- What is needed: Copy out nothing but the line containing "pub const SYSCALL_ARG2_REG: usize = 5;" and the lines that follow it to the end of the entries, exactly as they stand.

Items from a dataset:
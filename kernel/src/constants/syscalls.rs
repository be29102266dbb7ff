// Syscall numbers
pub const SYSCALL_HALT: i32 = 0;
pub const SYSCALL_EXIT: i32 = 1;
pub const SYSCALL_EXEC: i32 = 2;
pub const SYSCALL_JOIN: i32 = 3;
pub const SYSCALL_CREATE: i32 = 4;
pub const SYSCALL_OPEN: i32 = 5;
pub const SYSCALL_READ: i32 = 6;
pub const SYSCALL_WRITE: i32 = 7;
pub const SYSCALL_CLOSE: i32 = 8;
pub const SYSCALL_FORK: i32 = 9;
pub const SYSCALL_YIELD: i32 = 10;

// Stream ids
pub const CONSOLE_INPUT: i32 = 0;
pub const CONSOLE_OUTPUT: i32 = 1;

// Transfer limits
pub const MAX_WRITE_BYTES: usize = 500;
pub const MAX_PATH_LEN: usize = 100;
/// Largest single request handed to a host stream by `Read`.
pub const STREAM_CHUNK_BYTES: usize = 128;

/// Value written to the result register when a call is rejected.
pub const SYSCALL_FAILED: i32 = -1;
//! Register numbering of the simulated CPU.

pub const NUM_GP_REGS: usize = 32;
pub const STACK_REG: usize = 29;
pub const RET_ADDR_REG: usize = 31;
pub const HI_REG: usize = 32;
pub const LO_REG: usize = 33;
pub const PC_REG: usize = 34;
pub const NEXT_PC_REG: usize = 35;
pub const PREV_PC_REG: usize = 36;
pub const LOAD_REG: usize = 37;
pub const LOAD_VALUE_REG: usize = 38;
pub const BAD_VADDR_REG: usize = 39;
pub const NUM_TOTAL_REGS: usize = 40;

// Syscall calling convention
pub const SYSCALL_CODE_REG: usize = 2;
pub const SYSCALL_RESULT_REG: usize = 2;
pub const SYSCALL_ARG1_REG: usize = 4;
pub const SYSCALL_ARG2_REG: usize = 5;
pub const SYSCALL_ARG3_REG: usize = 6;
pub const SYSCALL_ARG4_REG: usize = 7;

- Answer to the exercise:
pub const SYSCALL_ARG2_REG: usize = 5;
pub const SYSCALL_ARG3_REG: usize = 6;
pub const SYSCALL_ARG4_REG: usize = 7;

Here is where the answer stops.